Quantity and variation matter. Look at biological evolution. It builds incredible complex adaptive structures BY MAKING A HELL OF A LOT OF MISTAKES. Evolution relies on a lot of failure: it works best with large populations, rapid generation spans, variability and error prone mechanisms to recombine that variation. The error prone generational process leads to either death (usually), survival (sometimes) or glory (winning the genetic lottery). Selection, whether Darwin’s natural selection or the so-called “artificial” selection by human market forces, sets the guidelines for what’s most likely to bubble to the top. Let’s just distill it to the essential – there is a selective process which has great power in sorting massive amounts of sand on the internet for the nuggets of gold, and thoese involved in this process are the new editors. The role of editing, deciding what is important and how to present it, is far more important than ever before because there is so much junk to filter. Editors are the new trend setters, steering us towards what is interesting. They are also far more numerous, untrained, and work less than folks we think of as traditional editors. They edit in teams: participatory news sites such as Digg and Reddit essentially allow collaborative editorial.

With far more editors, which ones do we pay attention to? Who do we filter out? Well there are editors who do just that on your behalf, if you’re interested, since the process of filtering content is multi-layer. There is a whole ecosystem of editors digesting, filtering, extending upon content. In all likelihood some kind of trust network will emerge from this chaos, because in the end who you pay attention to will come down to who you trust. If you’re easily distracted and swayed somewhat indiscriminately however you may be dragged into a sea of mediocrity. On the internet, your education matters far more than in did in the old world where more things couldn’t get published unless they were at least relatively good. When everyone trusts and read the N.Y. Times it protects a subset of the population from having to figure out for themselves what is worth paying attention to.

So if you write a blog, or simply use a news reader, you’re part of a new content ecosystem of producers and editors. Creating, filtering, enhancing, commenting, editorializing. Selection is a powerful process if it has the tools of variation, remixing, and rapid generation and I suspect we will be as amazed at what emerges from this process as we are about the evolution of the eye.

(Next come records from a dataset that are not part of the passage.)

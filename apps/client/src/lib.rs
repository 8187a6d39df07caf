//! Merx client: configuration, app wiring and the listing views.

pub mod app;
pub mod config;
pub mod marketplace;
pub mod product;
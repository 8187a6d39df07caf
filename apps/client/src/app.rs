use std::sync::Arc;
use std::time::Duration;

use merx_account::backend::{AccountBackend, AvatarStorage};
use merx_account::editor::{EditorOptions, ProfileEditor};
use merx_account::error::AccountError;
use merx_account::header::IdentityDisplay;
use merx_account::http::HttpBackend;
use merx_account::memory::MemoryBackend;
use merx_account::session::{SessionFeed, SessionSnapshot, SessionStore};
use merx_account::storage::ObjectStoreAvatars;

use crate::config::ClientConfig;
use crate::marketplace::MarketplaceSelector;
use crate::product::ProductForm;

/// Wiring shared by every view: one session store fed by one backend.
pub struct App {
    config: ClientConfig,
    session: SessionStore,
    backend: Arc<dyn AccountBackend>,
    avatars: Arc<dyn AvatarStorage>,
    feed: SessionFeed,
}

impl App {
    /// Build the backends described by `config` and load the current session.
    pub async fn start(config: ClientConfig) -> Result<Self, AccountError> {
        let (backend, avatars) = build_backends(&config)?;
        Ok(Self::with_backends(config, backend, avatars).await)
    }

    pub async fn with_backends(
        config: ClientConfig,
        backend: Arc<dyn AccountBackend>,
        avatars: Arc<dyn AvatarStorage>,
    ) -> Self {
        let session = SessionStore::new();
        let feed = session.connect(backend.as_ref());
        let snapshot = session.initialize(backend.as_ref()).await;
        tracing::info!(
            authenticated = snapshot.is_authenticated(),
            online = config.is_online(),
            "session initialized"
        );
        Self {
            config,
            session,
            backend,
            avatars,
            feed,
        }
    }

    pub fn config(&self) -> &ClientConfig {
        &self.config
    }

    pub fn session(&self) -> &SessionStore {
        &self.session
    }

    pub fn backend(&self) -> &Arc<dyn AccountBackend> {
        &self.backend
    }

    /// Sign in and wait until the session store reflects the new identity.
    pub async fn sign_in(
        &self,
        email: &str,
        password: &str,
    ) -> Result<SessionSnapshot, AccountError> {
        let mut subscription = self.session.subscribe();
        let identity = self.backend.sign_in_with_password(email, password).await?;

        let mut snapshot = subscription.current();
        while snapshot.user_id() != Some(identity.id) {
            snapshot = subscription
                .changed()
                .await
                .ok_or(AccountError::Unauthenticated)?;
        }
        Ok(snapshot)
    }

    pub async fn sign_out(&self) -> Result<(), AccountError> {
        self.backend.sign_out().await
    }

    pub fn header(&self) -> IdentityDisplay {
        IdentityDisplay::new(&self.session, self.backend.clone())
    }

    pub fn profile_editor(&self) -> ProfileEditor {
        ProfileEditor::new(self.session.clone(), self.backend.clone(), self.avatars.clone())
            .with_options(EditorOptions {
                cache_bust_avatars: self.config.cache_bust_avatars,
            })
    }

    pub fn marketplace_selector(&self) -> MarketplaceSelector {
        MarketplaceSelector::new(&self.session)
    }

    pub fn product_form(&self) -> ProductForm {
        ProductForm::new(&self.session)
    }

    /// Stop following backend session events.
    pub fn shutdown(self) {
        tracing::debug!(running = self.feed.is_running(), "shutting down session feed");
        self.feed.dispose();
    }
}

type Backends = (Arc<dyn AccountBackend>, Arc<dyn AvatarStorage>);

fn build_backends(config: &ClientConfig) -> Result<Backends, AccountError> {
    let mut storage = config.storage.clone();
    if storage.public_base_url.is_empty() {
        storage.public_base_url = storage.local_path.clone();
    }

    if !config.is_online() {
        if storage.is_remote() {
            return Err(AccountError::Config(
                "remote avatar storage requires backend_url".into(),
            ));
        }
        tracing::warn!("no backend_url configured; using in-process account backend");
        let backend: Arc<dyn AccountBackend> = Arc::new(MemoryBackend::new());
        let avatars: Arc<dyn AvatarStorage> = Arc::new(ObjectStoreAvatars::from_config(&storage)?);
        return Ok((backend, avatars));
    }

    let http = Arc::new(
        HttpBackend::new(
            &config.backend_url,
            &config.api_key,
            Duration::from_secs(config.request_timeout_secs),
        )?
        .with_bucket(&config.avatar_bucket),
    );
    let avatars: Arc<dyn AvatarStorage> = if storage.is_remote() {
        http.clone()
    } else {
        Arc::new(ObjectStoreAvatars::from_config(&storage)?)
    };
    let backend: Arc<dyn AccountBackend> = http;
    Ok((backend, avatars))
}
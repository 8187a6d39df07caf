use merx_account::storage::AvatarStoreConfig;
use merx_shared::constants::AVATAR_BUCKET;
use serde::Deserialize;

/// Client configuration loaded from merx.toml with env var overrides.
#[derive(Debug, Clone, Deserialize)]
pub struct ClientConfig {
    /// Base URL of the hosted account service. Empty runs against an
    /// in-process backend.
    #[serde(default)]
    pub backend_url: String,
    /// Project API key sent with every request.
    #[serde(default)]
    pub api_key: String,
    /// Bucket holding avatar images. Default: "avatars"
    #[serde(default = "default_avatar_bucket")]
    pub avatar_bucket: String,
    /// Per-request timeout. Default: 15
    #[serde(default = "default_request_timeout_secs")]
    pub request_timeout_secs: u64,
    /// Append `?v=<millis>` to newly uploaded avatar addresses.
    #[serde(default)]
    pub cache_bust_avatars: bool,
    /// Tracing log level. Default: "info"
    #[serde(default = "default_log_level")]
    pub log_level: String,
    #[serde(default)]
    pub storage: AvatarStoreConfig,
}

fn default_avatar_bucket() -> String {
    AVATAR_BUCKET.to_string()
}
fn default_request_timeout_secs() -> u64 {
    15
}
fn default_log_level() -> String {
    "info".to_string()
}

impl Default for ClientConfig {
    fn default() -> Self {
        Self {
            backend_url: String::new(),
            api_key: String::new(),
            avatar_bucket: default_avatar_bucket(),
            request_timeout_secs: default_request_timeout_secs(),
            cache_bust_avatars: false,
            log_level: default_log_level(),
            storage: AvatarStoreConfig::default(),
        }
    }
}

impl ClientConfig {
    /// Load configuration from TOML file with environment variable overrides.
    ///
    /// Reads `merx.toml` from CWD (or path in `CONFIG_PATH` env var). A missing
    /// file means all defaults; env overrides still apply.
    pub fn load() -> Result<Self, Box<dyn std::error::Error>> {
        let path = std::env::var("CONFIG_PATH").unwrap_or_else(|_| "merx.toml".to_string());
        let contents = match std::fs::read_to_string(&path) {
            Ok(contents) => contents,
            Err(e) if e.kind() == std::io::ErrorKind::NotFound => String::new(),
            Err(e) => return Err(format!("cannot read {path}: {e}").into()),
        };
        Self::from_toml_str(&contents)
    }

    /// Load configuration from a TOML string, then apply env var overrides.
    pub fn from_toml_str(toml_str: &str) -> Result<Self, Box<dyn std::error::Error>> {
        let mut config: ClientConfig = toml::from_str(toml_str)?;
        config.apply_env_overrides()?;
        config.validate()?;
        Ok(config)
    }

    /// Apply environment variable overrides to the config.
    ///
    /// Returns an error if an env var is set but has an invalid format
    /// (e.g., MERX_REQUEST_TIMEOUT_SECS=abc).
    pub fn apply_env_overrides(&mut self) -> Result<(), Box<dyn std::error::Error>> {
        if let Ok(val) = std::env::var("MERX_BACKEND_URL") {
            self.backend_url = val;
        }
        if let Ok(val) = std::env::var("MERX_API_KEY") {
            self.api_key = val;
        }
        if let Ok(val) = std::env::var("MERX_AVATAR_BUCKET") {
            self.avatar_bucket = val;
        }
        if let Ok(val) = std::env::var("MERX_STORAGE_BACKEND") {
            self.storage.backend = val;
        }
        if let Ok(val) = std::env::var("MERX_STORAGE_LOCAL_PATH") {
            self.storage.local_path = val;
        }
        if let Ok(val) = std::env::var("MERX_PUBLIC_BASE_URL") {
            self.storage.public_base_url = val;
        }
        if let Ok(val) = std::env::var("MERX_REQUEST_TIMEOUT_SECS") {
            self.request_timeout_secs = val
                .parse()
                .map_err(|_| format!("invalid MERX_REQUEST_TIMEOUT_SECS value: {val}"))?;
        }
        if let Ok(val) = std::env::var("LOG_LEVEL") {
            self.log_level = val;
        }
        Ok(())
    }

    fn validate(&self) -> Result<(), Box<dyn std::error::Error>> {
        if self.request_timeout_secs == 0 {
            return Err("request_timeout_secs must be greater than zero".into());
        }
        if !matches!(self.storage.backend.as_str(), "remote" | "local" | "memory") {
            return Err(format!("unknown storage backend: {}", self.storage.backend).into());
        }
        if self.storage.is_remote() && self.backend_url.is_empty() {
            return Err("remote avatar storage requires backend_url".into());
        }
        Ok(())
    }

    /// Whether the hosted service is configured.
    pub fn is_online(&self) -> bool {
        !self.backend_url.is_empty()
    }
}
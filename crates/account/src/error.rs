//! Error types for the merx-account crate.

use merx_shared::error::MerxError;
use merx_shared::form::FieldError;
use thiserror::Error;

/// Errors raised by the account backend and the workflows built on it.
#[derive(Debug, Clone, PartialEq, Eq, Error)]
pub enum AccountError {
    /// No session exists at the time of the action.
    #[error("not authenticated")]
    Unauthenticated,

    /// The profile row for the identity does not exist.
    #[error("profile not found")]
    NotFound,

    /// Another profile already uses the requested username.
    #[error("username already in use")]
    DuplicateUsername,

    /// Input rejected before any remote call was made.
    #[error("validation error: {0}")]
    Validation(String),

    /// The profile row could not be written.
    #[error("update failed: {0}")]
    UpdateFailed(String),

    /// Network or service fault talking to the backend.
    #[error("remote error: {0}")]
    Remote(String),

    /// Object storage fault.
    #[error("storage error: {0}")]
    Storage(String),

    /// Invalid client-side configuration.
    #[error("configuration error: {0}")]
    Config(String),
}

impl From<reqwest::Error> for AccountError {
    fn from(e: reqwest::Error) -> Self {
        if e.is_timeout() {
            Self::Remote("request timed out".into())
        } else if e.is_connect() {
            Self::Remote("could not connect to server".into())
        } else if e.is_decode() {
            Self::Remote("unexpected response from server".into())
        } else {
            Self::Remote("network request failed".into())
        }
    }
}

impl From<object_store::Error> for AccountError {
    fn from(e: object_store::Error) -> Self {
        Self::Storage(e.to_string())
    }
}

impl From<FieldError> for AccountError {
    fn from(e: FieldError) -> Self {
        Self::Validation(e.to_string())
    }
}

impl From<AccountError> for MerxError {
    fn from(err: AccountError) -> Self {
        match err {
            AccountError::Unauthenticated => MerxError::Unauthenticated,
            AccountError::NotFound => MerxError::NotFound,
            AccountError::DuplicateUsername => MerxError::DuplicateUsername,
            AccountError::Validation(msg) => MerxError::Validation(msg),
            AccountError::UpdateFailed(msg) => MerxError::UpdateFailed(msg),
            AccountError::Remote(msg) | AccountError::Storage(msg) => MerxError::Remote(msg),
            AccountError::Config(msg) => MerxError::Internal(msg),
        }
    }
}
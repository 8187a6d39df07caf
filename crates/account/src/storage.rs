use std::sync::Arc;

use object_store::local::LocalFileSystem;
use object_store::memory::InMemory;
use object_store::path::Path;
use object_store::{ObjectStore, PutPayload};
use serde::Deserialize;

use crate::backend::AvatarStorage;
use crate::error::AccountError;

/// Where avatar bytes are kept.
///
/// `"remote"` stores them in the hosted bucket through the HTTP backend;
/// `"local"` and `"memory"` go through [`ObjectStoreAvatars`].
#[derive(Debug, Clone, Deserialize)]
pub struct AvatarStoreConfig {
    #[serde(default = "default_backend")]
    pub backend: String,
    #[serde(default = "default_local_path")]
    pub local_path: String,
    /// Prefix of the addresses handed out for stored avatars. Empty means
    /// "derive from the backend URL".
    #[serde(default)]
    pub public_base_url: String,
}

fn default_backend() -> String {
    "remote".into()
}

fn default_local_path() -> String {
    "./data/avatars".into()
}

impl Default for AvatarStoreConfig {
    fn default() -> Self {
        Self {
            backend: default_backend(),
            local_path: default_local_path(),
            public_base_url: String::new(),
        }
    }
}

impl AvatarStoreConfig {
    pub fn is_remote(&self) -> bool {
        self.backend == "remote"
    }
}

/// Creates an ObjectStore for the non-remote avatar backends.
///
/// - `"local"`: creates the directory if needed, uses `LocalFileSystem`
/// - `"memory"`: uses `InMemory`
pub fn create_object_store(
    config: &AvatarStoreConfig,
) -> Result<Arc<dyn ObjectStore>, AccountError> {
    match config.backend.as_str() {
        "local" => {
            std::fs::create_dir_all(&config.local_path).map_err(|e| {
                AccountError::Config(format!(
                    "cannot create avatar directory {}: {e}",
                    config.local_path
                ))
            })?;
            let store = LocalFileSystem::new_with_prefix(&config.local_path)?;
            Ok(Arc::new(store))
        }
        "memory" => Ok(Arc::new(InMemory::new())),
        "remote" => Err(AccountError::Config(
            "remote avatar storage is served by the HTTP backend".into(),
        )),
        other => Err(AccountError::Config(format!(
            "unknown avatar storage backend: {other}"
        ))),
    }
}

/// Avatar bucket backed by an [`ObjectStore`].
pub struct ObjectStoreAvatars {
    store: Arc<dyn ObjectStore>,
    public_base_url: String,
}

impl ObjectStoreAvatars {
    pub fn new(store: Arc<dyn ObjectStore>, public_base_url: impl Into<String>) -> Self {
        let public_base_url = public_base_url.into().trim_end_matches('/').to_string();
        Self {
            store,
            public_base_url,
        }
    }

    pub fn in_memory(public_base_url: impl Into<String>) -> Self {
        Self::new(Arc::new(InMemory::new()), public_base_url)
    }

    pub fn from_config(config: &AvatarStoreConfig) -> Result<Self, AccountError> {
        let store = create_object_store(config)?;
        Ok(Self::new(store, config.public_base_url.clone()))
    }

    pub fn store(&self) -> &Arc<dyn ObjectStore> {
        &self.store
    }

    /// Whether an asset with this name is currently stored.
    pub async fn contains(&self, name: &str) -> Result<bool, AccountError> {
        match self.store.head(&Path::from(name)).await {
            Ok(_) => Ok(true),
            Err(object_store::Error::NotFound { .. }) => Ok(false),
            Err(e) => Err(e.into()),
        }
    }
}

#[async_trait::async_trait]
impl AvatarStorage for ObjectStoreAvatars {
    async fn upload_asset(
        &self,
        name: &str,
        bytes: Vec<u8>,
        content_type: Option<&str>,
    ) -> Result<(), AccountError> {
        tracing::debug!(name, content_type, size = bytes.len(), "storing avatar");
        self.store
            .put(&Path::from(name), PutPayload::from(bytes))
            .await?;
        Ok(())
    }

    async fn delete_asset(&self, name: &str) -> Result<(), AccountError> {
        match self.store.delete(&Path::from(name)).await {
            Ok(()) | Err(object_store::Error::NotFound { .. }) => Ok(()),
            Err(e) => Err(e.into()),
        }
    }

    fn public_address_of(&self, name: &str) -> String {
        format!("{}/{name}", self.public_base_url)
    }
}
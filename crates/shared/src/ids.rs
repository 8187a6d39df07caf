macro_rules! define_id {
    ($name:ident) => {
        /// Typed wrapper around the backend's UUID for entity identification.
        #[derive(Debug, Clone, Copy, PartialEq, Eq, Hash, serde::Serialize, serde::Deserialize)]
        #[serde(transparent)]
        pub struct $name(pub uuid::Uuid);

        #[allow(clippy::new_without_default)]
        impl $name {
            /// Generate a new random identifier.
            pub fn new() -> Self {
                Self(uuid::Uuid::new_v4())
            }
        }

        impl std::fmt::Display for $name {
            fn fmt(&self, f: &mut std::fmt::Formatter<'_>) -> std::fmt::Result {
                write!(f, "{}", self.0)
            }
        }

        impl std::str::FromStr for $name {
            type Err = uuid::Error;

            fn from_str(s: &str) -> Result<Self, Self::Err> {
                Ok(Self(uuid::Uuid::parse_str(s)?))
            }
        }
    };
}

define_id!(UserId);
use crate::ids::UserId;
use serde::{Deserialize, Serialize};

/// Authenticated user's minimal reference.
#[derive(Debug, Clone, PartialEq, Eq, Serialize, Deserialize)]
pub struct Identity {
    pub id: UserId,
    #[serde(default)]
    pub email: String,
}

/// Kind of authentication transition reported by the backend.
#[derive(Debug, Clone, Copy, PartialEq, Eq, Serialize, Deserialize)]
#[serde(rename_all = "SCREAMING_SNAKE_CASE")]
pub enum SessionEventKind {
    InitialSession,
    SignedIn,
    SignedOut,
    TokenRefreshed,
    UserUpdated,
}

/// A session transition together with the identity it leaves behind.
#[derive(Debug, Clone, PartialEq, Eq, Serialize, Deserialize)]
pub struct SessionEvent {
    pub kind: SessionEventKind,
    pub identity: Option<Identity>,
}

impl SessionEvent {
    pub fn signed_in(identity: Identity) -> Self {
        Self {
            kind: SessionEventKind::SignedIn,
            identity: Some(identity),
        }
    }

    pub fn signed_out() -> Self {
        Self {
            kind: SessionEventKind::SignedOut,
            identity: None,
        }
    }

    pub fn token_refreshed(identity: Identity) -> Self {
        Self {
            kind: SessionEventKind::TokenRefreshed,
            identity: Some(identity),
        }
    }
}

/// Password grant body for `POST /auth/v1/token?grant_type=password`.
#[derive(Debug, Clone, Serialize, Deserialize)]
pub struct PasswordGrantRequest {
    pub email: String,
    pub password: String,
}

/// Refresh grant body for `POST /auth/v1/token?grant_type=refresh_token`.
#[derive(Debug, Clone, Serialize, Deserialize)]
pub struct RefreshGrantRequest {
    pub refresh_token: String,
}

/// User object returned by the auth endpoints.
#[derive(Debug, Clone, Serialize, Deserialize)]
pub struct AuthUserResponse {
    pub id: UserId,
    #[serde(default)]
    pub email: Option<String>,
}

impl From<AuthUserResponse> for Identity {
    fn from(user: AuthUserResponse) -> Self {
        Self {
            id: user.id,
            email: user.email.unwrap_or_default(),
        }
    }
}

/// Token grant response.
#[derive(Debug, Clone, Serialize, Deserialize)]
pub struct TokenResponse {
    pub access_token: String,
    pub refresh_token: String,
    #[serde(default)]
    pub expires_in: Option<u64>,
    pub user: AuthUserResponse,
}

So if you’re complaining about the lack of quality on the internet, you’re really complaining about not bring very good at finding what you’re looking for, haven’t been able to find any editors or meta-editors you like, or much less likely, you are feeling left out because all of the content producers and editors have different values than you.

At which point its probably up to you to generate the quality content which you are bemoaning the lack of in the first place.

Is anyone else vaguely annoyed by Flickr’s attempted patenting of “interestingness” let alone the use of that word?